The President of Estonia said that because of Mrs. Cummings’ 8th grade math class in Leonia, New Jersey, he rejected Finland’s offer to give his country a free analog phone system. Vintage 1970s, the system was far superior to the 1930s technology in Estonia but the President, Toomas Hendrik Ilves, and other officials, said no. Having started programming in his 8th grade math class and then continuing through his undergraduate years at Columbia, Ilves understood that Estonia had to leapfrog old technology and head straight for digital.

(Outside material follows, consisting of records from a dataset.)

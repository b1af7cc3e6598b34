use crate::error::{ErrorCode, TownpetError};
use crate::model::{PostType, UserRole};
use serde::{Deserialize, Serialize};
use std::collections::HashMap;
use std::fs::OpenOptions;
use std::io::Write;
use std::path::Path;
use std::sync::atomic::{AtomicU64, Ordering};
use std::sync::Mutex;
use thiserror::Error;

#[derive(Debug, Clone, Copy, PartialEq, Eq, Serialize, Deserialize)]
#[serde(rename_all = "snake_case")]
pub enum AuditOperation {
    KeywordScreen,
    ContactModeration,
    PostWrite,
}

#[derive(Debug, Clone, Copy, PartialEq, Eq, Serialize, Deserialize)]
#[serde(rename_all = "snake_case")]
pub enum AuditOutcome {
    Allowed,
    Masked,
    Blocked,
}

/// One moderation decision. Never carries the submitted text itself.
#[derive(Debug, Clone, PartialEq, Eq, Serialize, Deserialize)]
pub struct AuditEvent {
    pub sequence: u64,
    pub operation: AuditOperation,
    pub outcome: AuditOutcome,
    pub actor_role: UserRole,
    #[serde(default, skip_serializing_if = "Vec::is_empty")]
    pub signals: Vec<String>,
    #[serde(default, skip_serializing_if = "Vec::is_empty")]
    pub matched_keywords: Vec<String>,
    #[serde(skip_serializing_if = "Option::is_none")]
    pub post_type: Option<PostType>,
    #[serde(default)]
    pub metadata: HashMap<String, String>,
}

impl AuditEvent {
    pub fn new(operation: AuditOperation, outcome: AuditOutcome, actor_role: UserRole) -> Self {
        Self {
            sequence: 0,
            operation,
            outcome,
            actor_role,
            signals: Vec::new(),
            matched_keywords: Vec::new(),
            post_type: None,
            metadata: HashMap::new(),
        }
    }

    pub fn with_signals<I, S>(mut self, signals: I) -> Self
    where
        I: IntoIterator<Item = S>,
        S: Into<String>,
    {
        self.signals = signals.into_iter().map(Into::into).collect();
        self
    }

    pub fn with_matched_keywords<I, S>(mut self, keywords: I) -> Self
    where
        I: IntoIterator<Item = S>,
        S: Into<String>,
    {
        self.matched_keywords = keywords.into_iter().map(Into::into).collect();
        self
    }

    pub fn with_post_type(mut self, post_type: PostType) -> Self {
        self.post_type = Some(post_type);
        self
    }

    pub fn with_metadata(mut self, key: impl Into<String>, value: impl Into<String>) -> Self {
        self.metadata.insert(key.into(), value.into());
        self
    }
}

#[derive(Debug, Error)]
pub enum AuditError {
    #[error("audit sink lock poisoned")]
    LockPoisoned,
    #[error("audit io error: {0}")]
    Io(#[from] std::io::Error),
    #[error("audit serialization error: {0}")]
    Serialization(#[from] serde_json::Error),
}

impl TownpetError for AuditError {
    fn error_code(&self) -> ErrorCode {
        ErrorCode::Internal
    }
}

pub trait AuditSink: Send + Sync {
    fn record(&self, event: AuditEvent) -> Result<(), AuditError>;
}

#[derive(Default)]
pub struct InMemoryAuditSink {
    events: Mutex<Vec<AuditEvent>>,
    sequence: AtomicU64,
}

impl InMemoryAuditSink {
    pub fn events(&self) -> Result<Vec<AuditEvent>, AuditError> {
        let events = self.events.lock().map_err(|_| AuditError::LockPoisoned)?;
        Ok(events.clone())
    }
}

impl AuditSink for InMemoryAuditSink {
    fn record(&self, mut event: AuditEvent) -> Result<(), AuditError> {
        event.sequence = self.sequence.fetch_add(1, Ordering::SeqCst) + 1;
        let mut events = self.events.lock().map_err(|_| AuditError::LockPoisoned)?;
        events.push(event);
        Ok(())
    }
}

/// Appends one JSON object per line.
pub struct JsonlAuditSink {
    writer: Mutex<std::fs::File>,
    sequence: AtomicU64,
}

impl JsonlAuditSink {
    pub fn open(path: impl AsRef<Path>) -> Result<Self, AuditError> {
        if let Some(parent) = path.as_ref().parent() {
            std::fs::create_dir_all(parent)?;
        }

        let writer = OpenOptions::new()
            .create(true)
            .append(true)
            .open(path.as_ref())?;

        Ok(Self {
            writer: Mutex::new(writer),
            sequence: AtomicU64::new(0),
        })
    }
}

impl AuditSink for JsonlAuditSink {
    fn record(&self, mut event: AuditEvent) -> Result<(), AuditError> {
        event.sequence = self.sequence.fetch_add(1, Ordering::SeqCst) + 1;

        let line = serde_json::to_string(&event)?;
        let mut writer = self.writer.lock().map_err(|_| AuditError::LockPoisoned)?;
        writer.write_all(line.as_bytes())?;
        writer.write_all(b"\n")?;
        writer.flush()?;
        Ok(())
    }
}

#[cfg(test)]
mod tests {
    use super::*;
    use tempfile::tempdir;

    #[test]
    fn in_memory_sink_records_monotonic_sequence() {
        let sink = InMemoryAuditSink::default();

        sink.record(AuditEvent::new(
            AuditOperation::KeywordScreen,
            AuditOutcome::Allowed,
            UserRole::User,
        ))
        .unwrap();
        sink.record(AuditEvent::new(
            AuditOperation::ContactModeration,
            AuditOutcome::Blocked,
            UserRole::User,
        ))
        .unwrap();

        let events = sink.events().unwrap();
        assert_eq!(events.len(), 2);
        assert_eq!(events[0].sequence, 1);
        assert_eq!(events[1].sequence, 2);
        assert_eq!(events[1].outcome, AuditOutcome::Blocked);
    }

    #[test]
    fn jsonl_sink_writes_signals_and_post_type() {
        let dir = tempdir().unwrap();
        let path = dir.path().join("audit/moderation.log");
        let sink = JsonlAuditSink::open(&path).unwrap();

        let event = AuditEvent::new(
            AuditOperation::PostWrite,
            AuditOutcome::Blocked,
            UserRole::User,
        )
        .with_post_type(PostType::MarketListing)
        .with_signals(["phone"]);
        sink.record(event).unwrap();

        let content = std::fs::read_to_string(path).unwrap();
        assert!(content.contains("\"operation\":\"post_write\""));
        assert!(content.contains("\"post_type\":\"MARKET_LISTING\""));
        assert!(content.contains("\"signals\":[\"phone\"]"));
        assert!(!content.contains("matched_keywords"));
        assert!(content.ends_with('\n'));
    }

    #[test]
    fn sink_failures_are_internal_errors() {
        let err = AuditError::LockPoisoned;
        assert_eq!(err.error_code(), ErrorCode::Internal);
        assert_eq!(err.error_code().http_status(), 500);
    }
}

Where are we going with this? To Estonia and their parallels with the U.S.
Estonia’s Silicon Valley
During the past 2 centuries, Estonia has had somewhat of a boomerang relationship with Russia. After 200 years of Tsarist Russian rule, as WW I ended they declared independence but reentered the Soviet orbit after WW II. When 1991’s dissolution of the Soviet Union again untethered them, they were mired in 1930s technology.

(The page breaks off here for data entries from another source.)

use std::sync::Arc;

use crate::embed::Embedder;
use crate::error::{RagError, Result};
use crate::rag::config::{validate_threshold, RetrievalConfig};
use crate::rag::context::RetrievedRecord;
use crate::select::TopKSelector;
use crate::store::{verify_pairing, EmbeddingStore, LazyStore, RecordStore};
use crate::vector::cosine;

/// Embeds a query and returns the K most similar records from the corpus.
///
/// Stores are shared handles loaded on first use; the service keeps no
/// per-query state, so one instance can serve concurrent queries.
pub struct RetrievalService<E: ?Sized> {
    embedder: Arc<E>,
    embeddings: Arc<LazyStore<EmbeddingStore>>,
    records: Arc<LazyStore<RecordStore>>,
}

impl<E: ?Sized> Clone for RetrievalService<E> {
    fn clone(&self) -> Self {
        Self {
            embedder: Arc::clone(&self.embedder),
            embeddings: Arc::clone(&self.embeddings),
            records: Arc::clone(&self.records),
        }
    }
}

impl<E: Embedder + ?Sized> RetrievalService<E> {
    pub fn new(
        embedder: Arc<E>,
        embeddings: Arc<LazyStore<EmbeddingStore>>,
        records: Arc<LazyStore<RecordStore>>,
    ) -> Self {
        Self {
            embedder,
            embeddings,
            records,
        }
    }

    /// Top `k` records scoring at least `threshold`, most similar first.
    ///
    /// Every query re-scores the whole corpus. Embedder errors surface as
    /// [`RagError::EmbeddingFailure`] and are not retried.
    pub async fn query(&self, text: &str, k: usize, threshold: f32) -> Result<Vec<RetrievedRecord>> {
        validate_threshold(threshold)?;

        let embeddings = self.embeddings.load()?;
        let records = self.records.load()?;

        // Skip the model call when the embedder already declares a wrong width
        if let (Some(expected), Some(got)) = (embeddings.dimension(), self.embedder.dimension()) {
            if expected != got {
                return Err(RagError::DimensionMismatch { expected, got });
            }
        }

        let query = self.embedder.embed(text).await.map_err(as_embedding_failure)?;

        rank(&embeddings, &records, &query, k, threshold)
    }

    pub async fn query_with(&self, text: &str, config: &RetrievalConfig) -> Result<Vec<RetrievedRecord>> {
        self.query(text, config.top_k, config.threshold).await
    }

    /// Eagerly check that every embedded identifier has a record.
    pub fn check_integrity(&self) -> Result<()> {
        let embeddings = self.embeddings.load()?;
        let records = self.records.load()?;
        verify_pairing(&embeddings, &records)
    }

    pub fn embeddings(&self) -> &Arc<LazyStore<EmbeddingStore>> {
        &self.embeddings
    }

    pub fn records(&self) -> &Arc<LazyStore<RecordStore>> {
        &self.records
    }
}

fn as_embedding_failure(e: RagError) -> RagError {
    match e {
        RagError::EmbeddingFailure(_) => e,
        other => RagError::EmbeddingFailure(other.to_string()),
    }
}

/// Score `query` against every stored vector and resolve the best `k`.
///
/// Fails without a partial result if the query dimension is wrong or any
/// embedded identifier lacks a record.
pub fn rank(
    embeddings: &EmbeddingStore,
    records: &RecordStore,
    query: &[f32],
    k: usize,
    threshold: f32,
) -> Result<Vec<RetrievedRecord>> {
    if let Some(expected) = embeddings.dimension() {
        if query.len() != expected {
            return Err(RagError::DimensionMismatch {
                expected,
                got: query.len(),
            });
        }
    }

    let mut selector = TopKSelector::new(k);
    let mut admitted = 0usize;

    for (id, vector) in embeddings.iter() {
        if !records.contains(id) {
            tracing::warn!(id, "embedded identifier has no record");
            return Err(RagError::integrity(id, RagError::NotFound(id.to_string())));
        }

        let score = cosine(query, vector)?;

        // NaN (zero-magnitude vector) compares false and is never admitted
        if score >= threshold {
            selector.push(id, score);
            admitted += 1;
        }
    }

    tracing::debug!(
        k,
        threshold,
        scanned = embeddings.len(),
        admitted,
        kept = selector.len(),
        "ranked corpus"
    );

    selector
        .drain_descending()
        .into_iter()
        .map(|(id, score)| {
            let text = records.get(id).map_err(|e| RagError::integrity(id, e))?;
            Ok(RetrievedRecord {
                id: id.to_string(),
                text: text.to_string(),
                score,
            })
        })
        .collect()
}
//! Corpus stores
//!
//! Both stores are built once from a JSON artifact produced by the offline
//! embedding job and are read-only afterwards.
//!
//! # Artifact Formats
//!
//! ```text
//! records.json     { "<id>": "<display text>", ... }
//! embeddings.json  { "<id>": [0.0123, -0.98, ...], ... }
//! ```
//!
//! Every identifier in the embedding artifact must also appear in the record
//! artifact. [`verify_pairing`] checks that eagerly; the retrieval service
//! re-checks it on every query.

mod artifact;
mod embedding;
mod lazy;
mod record;

pub use artifact::{Artifact, ArtifactSource};
pub use embedding::EmbeddingStore;
pub use lazy::LazyStore;
pub use record::RecordStore;

use crate::error::{RagError, Result};

/// Check that every embedded identifier has a record.
///
/// Records without embeddings are allowed; they are simply never retrieved.
pub fn verify_pairing(embeddings: &EmbeddingStore, records: &RecordStore) -> Result<()> {
    for (id, _) in embeddings.iter() {
        if let Err(e) = records.get(id) {
            tracing::warn!(id, "embedded identifier has no record");
            return Err(RagError::integrity(id, e));
        }
    }
    Ok(())
}
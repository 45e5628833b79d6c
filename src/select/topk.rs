use std::cmp::Reverse;
use std::collections::BinaryHeap;

use super::pqueue::ScoredItem;

/// Keeps the `k` highest-scoring items of a stream in O(k) memory.
///
/// Backed by a min-heap so the eviction on overflow is a cheap pop of the
/// current minimum. After any prefix of the stream the heap holds exactly the
/// `k` largest scores pushed so far.
#[derive(Debug)]
pub struct TopKSelector<T> {
    k: usize,
    heap: BinaryHeap<Reverse<ScoredItem<T>>>,
    next_seq: u64,
}

impl<T> TopKSelector<T> {
    pub fn new(k: usize) -> Self {
        TopKSelector {
            k,
            // One slot of headroom for the push-then-evict step. Capped so a
            // huge `k` over a small corpus does not pre-allocate for nothing.
            heap: BinaryHeap::with_capacity(k.saturating_add(1).min(1024)),
            next_seq: 0,
        }
    }

    /// Offer a candidate. NaN scores cannot be ranked and are dropped.
    pub fn push(&mut self, item: T, score: f32) {
        if score.is_nan() {
            return;
        }

        let seq = self.next_seq;
        self.next_seq += 1;

        self.heap.push(Reverse(ScoredItem::new(item, score, seq)));
        if self.heap.len() > self.k {
            self.heap.pop();
        }
    }

    /// Number of items currently retained (never more than `k`).
    pub fn len(&self) -> usize {
        self.heap.len()
    }

    pub fn is_empty(&self) -> bool {
        self.heap.is_empty()
    }

    /// The bound `k` this selector was created with.
    pub fn capacity(&self) -> usize {
        self.k
    }

    /// Lowest retained score, i.e. the score a new candidate must beat once
    /// the selector is full.
    pub fn min_score(&self) -> Option<f32> {
        self.heap.peek().map(|Reverse(entry)| entry.score)
    }

    /// Consume the selector, yielding `(item, score)` highest score first.
    pub fn drain_descending(self) -> Vec<(T, f32)> {
        let mut heap = self.heap;
        let mut out = Vec::with_capacity(heap.len());

        // Pops come out ascending; reverse once at the end.
        while let Some(Reverse(entry)) = heap.pop() {
            out.push(entry.into_pair());
        }
        out.reverse();
        out
    }
}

I guess the good part, though, was they could piggyback a state-of-the-art infrastructure on top of the 50 years of progress they missed. Rejecting Finland’s outdated technology, they built free nationwide WIFI, established online based finances for the government including tax collection (of a flat tax–really easy compared to Ilves’s experience with the IRS) and instituted a computer-based curriculum in the schools. Such a human capital foundation has meant the emergence of a Silicon Valley culture and the development of Skype by a Swede, a Dane and Estonian engineers. Now owned by Microsoft, Skype still has a main office in Estonia.
Estonia’s Market Economy
Meanwhile, Estonia’s market statistics have been pristine to some and controversial to others. With eurozone membership central to their agenda, on January 1, 2011, they needed new wallets because the switch from the kroon to the Euro meant the size of their currency had changed. #11 in the Index of Economic Freedom–the U.S. is #12–and #22 out of 189 countries in the World Bank’s Ease of Doing Business Index, Estonia has embraced the market.

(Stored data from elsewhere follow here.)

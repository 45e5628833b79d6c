//! Embedder backed by a JavaScript callback.
//!
//! Lets the host page keep its own model runtime (for example a
//! transformers.js `feature-extraction` pipeline) while retrieval runs in
//! WASM. The callback receives the query string and returns, directly or via
//! a Promise, one of:
//! - a `Float32Array` or `number[]` (already pooled)
//! - `number[][]` token vectors, mean-pooled here
//! - `number[][][]` batched token vectors (`tensor.tolist()`), first batch used

use async_trait::async_trait;
use js_sys::{Float32Array, Function, Promise};
use serde::Deserialize;
use wasm_bindgen::{JsCast, JsValue};
use wasm_bindgen_futures::JsFuture;

use crate::embed::pool::mean_pool;
use crate::embed::Embedder;
use crate::error::{RagError, Result};
use crate::vector::Embedding;

pub struct JsEmbedder {
    callback: Function,
}

impl JsEmbedder {
    pub fn new(callback: Function) -> Self {
        Self { callback }
    }
}

fn js_failure(e: JsValue) -> RagError {
    RagError::EmbeddingFailure(e.as_string().unwrap_or_else(|| format!("{:?}", e)))
}

#[async_trait(?Send)]
impl Embedder for JsEmbedder {
    async fn embed(&self, text: &str) -> Result<Embedding> {
        let returned = self
            .callback
            .call1(&JsValue::NULL, &JsValue::from_str(text))
            .map_err(js_failure)?;

        let value = match returned.dyn_into::<Promise>() {
            Ok(promise) => JsFuture::from(promise).await.map_err(js_failure)?,
            Err(value) => value,
        };

        if let Some(array) = value.dyn_ref::<Float32Array>() {
            return EmbedOutput::Pooled(array.to_vec()).into_embedding();
        }

        let output: EmbedOutput = serde_wasm_bindgen::from_value(value)
            .map_err(|e| RagError::EmbeddingFailure(format!("unrecognised embedder output: {}", e)))?;
        output.into_embedding()
    }
}

/// Shapes a JS embedder may hand back
#[derive(Debug, Deserialize)]
#[serde(untagged)]
pub(crate) enum EmbedOutput {
    Pooled(Vec<f32>),
    Tokens(Vec<Vec<f32>>),
    Batched(Vec<Vec<Vec<f32>>>),
}

impl EmbedOutput {
    pub(crate) fn into_embedding(self) -> Result<Embedding> {
        match self {
            Self::Pooled(v) if v.is_empty() => {
                Err(RagError::EmbeddingFailure("embedder returned an empty vector".to_string()))
            }
            Self::Pooled(v) => Ok(v),
            Self::Tokens(tokens) => mean_pool(&tokens),
            Self::Batched(batches) => match batches.first() {
                Some(tokens) => mean_pool(tokens),
                None => Err(RagError::EmbeddingFailure("embedder returned an empty batch".to_string())),
            },
        }
    }
}
use std::cmp::Ordering;

/// A candidate paired with its similarity score.
///
/// Ordered by score, then by arrival: among equal scores the earlier arrival
/// compares greater, so it outlives later ties when the heap evicts.
#[derive(Debug, Clone)]
pub struct ScoredItem<T> {
    pub score: f32,
    pub item: T,
    pub(crate) seq: u64,
}

impl<T> ScoredItem<T> {
    pub fn new(item: T, score: f32, seq: u64) -> Self {
        ScoredItem { score, item, seq }
    }

    pub fn into_pair(self) -> (T, f32) {
        (self.item, self.score)
    }
}

impl<T> PartialEq for ScoredItem<T> {
    fn eq(&self, other: &Self) -> bool {
        self.cmp(other) == Ordering::Equal
    }
}

impl<T> Eq for ScoredItem<T> {}

impl<T> PartialOrd for ScoredItem<T> {
    fn partial_cmp(&self, other: &Self) -> Option<Ordering> {
        Some(self.cmp(other))
    }
}

impl<T> Ord for ScoredItem<T> {
    fn cmp(&self, other: &Self) -> Ordering {
        // total_cmp keeps the ordering total; NaN is rejected before it gets here.
        self.score
            .total_cmp(&other.score)
            .then_with(|| other.seq.cmp(&self.seq))
    }
}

She also has been a “poster child” for austerity advocates because of her response to a 2009 recession. Rather than borrow more, Estonia froze pensions, lowered government salaries and upped a value-added tax. Growing by 2.3% in 2010, she reversed a 14% GDP dive that soon climbed further.
We should note though that when NY Times columnist Paul Krugman belittled Estonia’s numbers, President Ilves responded with some angry tweets. Below, the Washington Post quotes some of the exchange:
“The Nobel-winning economist blogged Wednesday that he’s unimpressed by Estonia’s so-called recovery: ‘This is what passes for economic triumph?’ Ilves shot back in a series of angry tweets: ‘Let’s write about something we know nothing about & be smug, overbearing & patronizing; after all, they’re just wogs.’”
Our Bottom Line
Because of President Obama’s recent visit and guarantee of U.S. support, I wanted to share the economic philosophy that we share with Estonia.
Please note that this post was edited after publication.